Curtas 3 - Carta de Despedida

Se houvesse uma palavra que eu te pudesse dizer já, diria, mas as palavras já de nada valem, porque o abismo está à vista, e junto com o abismo, o fim.
Vou poupar-te as palavras, meu amor. Deixo-te apenas a minha imagem de quando era feliz, o sabor dos nossos melhores momentos e o trago de mel do último beijo que te dei, ainda hoje.
Parto, porque a vontade de ir é mais forte do que a de ficar, mesmo por ti.
Não é egoísmo. É uma vontade avassaladora de deixar tudo para trás. Tudo o que não quis na vida, tudo o que não quero. De deixar de ser simplesmente eu. Só não pretendia deixar-te. Mas serás feliz. Tenho a certeza disso. Sei que vais ser feliz. Sei que vais encontrar alguém disposto a dar-te muito mais do que eu te dei. Sei que vais deixar uma semente, um marco na vida, no mundo. Em mim, não germinou. Sou solo pobre que não deixa ganhar raiz.
Por isso, não chores por mim, agora que lês a minha despedida. Chora pelo que fui, pelo que fui e não queria ter sido.
Não quero funerais, nem flores, nem choros desesperados. Quero a tranquilidade da imensidão. E isso, meu amor, nem tu me podes dar.
Pensa que fiz uma viagem. Que arrumei as malas e viajei para o outro lado da vida.
Talvez seja melhor, ou talvez não.
Mas a única certeza e verdade que conheço é que não quero mais ficar.

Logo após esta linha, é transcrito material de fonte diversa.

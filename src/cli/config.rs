use clap::{Parser, Subcommand, ValueEnum};
use serde::{Deserialize, Serialize};

// ============================================================================
// CLI Argument Parsing (clap derive)
// ============================================================================

#[derive(Parser, Debug)]
#[command(
    name = "ui-probe",
    version,
    about = "Rebuild UI element hierarchies from debug dumps and derive locator paths"
)]
pub struct Cli {
    #[command(subcommand)]
    pub command: Commands,

    /// Verbosity level (-v, -vv, -vvv)
    #[arg(short, long, action = clap::ArgAction::Count, global = true)]
    pub verbose: u8,

    /// Path to config file (default: ui-probe.yaml in current dir)
    #[arg(long, global = true)]
    pub config: Option<String>,
}

#[derive(Subcommand, Debug)]
pub enum Commands {
    /// Print the element hierarchy reconstructed from a dump
    Tree {
        /// Dump file to parse
        #[arg(long)]
        dump: String,

        /// Output format
        #[arg(long, value_enum)]
        format: Option<OutputFormat>,

        /// Fail when any line could not be placed in the hierarchy
        #[arg(long)]
        strict: bool,
    },

    /// Print a locator path for every representable element
    Paths {
        /// Dump file to parse
        #[arg(long)]
        dump: String,

        /// Name of the top-level application reference
        #[arg(long)]
        app: Option<String>,

        /// Output format
        #[arg(long, value_enum)]
        format: Option<OutputFormat>,
    },
}

/// How `tree` and `paths` print their results.
#[derive(ValueEnum, Clone, Copy, Debug, Default, PartialEq, Eq, Serialize, Deserialize)]
#[serde(rename_all = "lowercase")]
pub enum OutputFormat {
    /// Indented text for terminals
    #[default]
    Console,
    /// Pretty-printed JSON
    Json,
}

// ============================================================================
// Config File Model (optional YAML)
// ============================================================================

/// Optional YAML config file: `ui-probe.yaml`
#[derive(Debug, Clone, PartialEq, Serialize, Deserialize)]
pub struct AppConfig {
    #[serde(default = "default_app_name")]
    pub app_name: String,

    #[serde(default)]
    pub strict: bool,

    #[serde(default)]
    pub format: OutputFormat,
}

impl Default for AppConfig {
    fn default() -> Self {
        Self {
            app_name: default_app_name(),
            strict: false,
            format: OutputFormat::default(),
        }
    }
}

fn default_app_name() -> String { "app".to_string() }

// ============================================================================
// Config File Loading
// ============================================================================

/// Load config from a YAML file. Returns defaults if file is missing or malformed.
pub fn load_config(path: Option<&str>) -> AppConfig {
    let config_path = path.unwrap_or("ui-probe.yaml");
    match std::fs::read_to_string(config_path) {
        Ok(content) => serde_yaml::from_str(&content).unwrap_or_default(),
        Err(_) => AppConfig::default(),
    }
}

/// Log filter for a `-v` count. `RUST_LOG` takes precedence when set.
pub fn log_level(verbose: u8) -> &'static str {
    match verbose {
        0 => "warn",
        1 => "info",
        2 => "debug",
        _ => "trace",
    }
}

Não percas mais tempo comigo, meu amor. Vai! Queima esta carta e deixa-me para trás. Vive por ti e não por mim. Sê feliz. E eu sei que o serás.

Um beijo de quem te amou em silêncio eterno.

Comentários

Brain disse…
Mais um texto espectacular, que por mim, julgo convidar à reflexão.

Parabéns. Continua.
Anónimo disse…
muito bom...

triste e desesperante como eu gosto!
mais, quero mais da mesma onda... só faltam os Muse como som de fundo.

"Dá-lhe"
Ora! Ora!

Abram alas, Estrelástico!

Não é um texto desesperante, pelo menos por quem o escreve, muito pelo contrário, é uma despedida em forma de desabafo, tranquilo, pacificador, sem dor nem mágoa.
Acho a vida bem mais desesperante do que a morte, desde que não se sofra na passagem para "o lado de lá da margem".
No entanto, não deixa de ser triste. Tudo tem o revés da medalha.

Esperava ver-te mais vezes por aqui, estrelástico! Vê lá se apareces mais vezes!

beijo
PCat
Anónimo disse…
Eu não aguento despedidas!

Choro sempre. É difícil para mim cortar com o passado, mesmo o presente parece-me sempre muito distante... só o aprecio verdadeiramente depois de ele o deixar de ser! O ontem parece-me sempre mais confortável que hoje.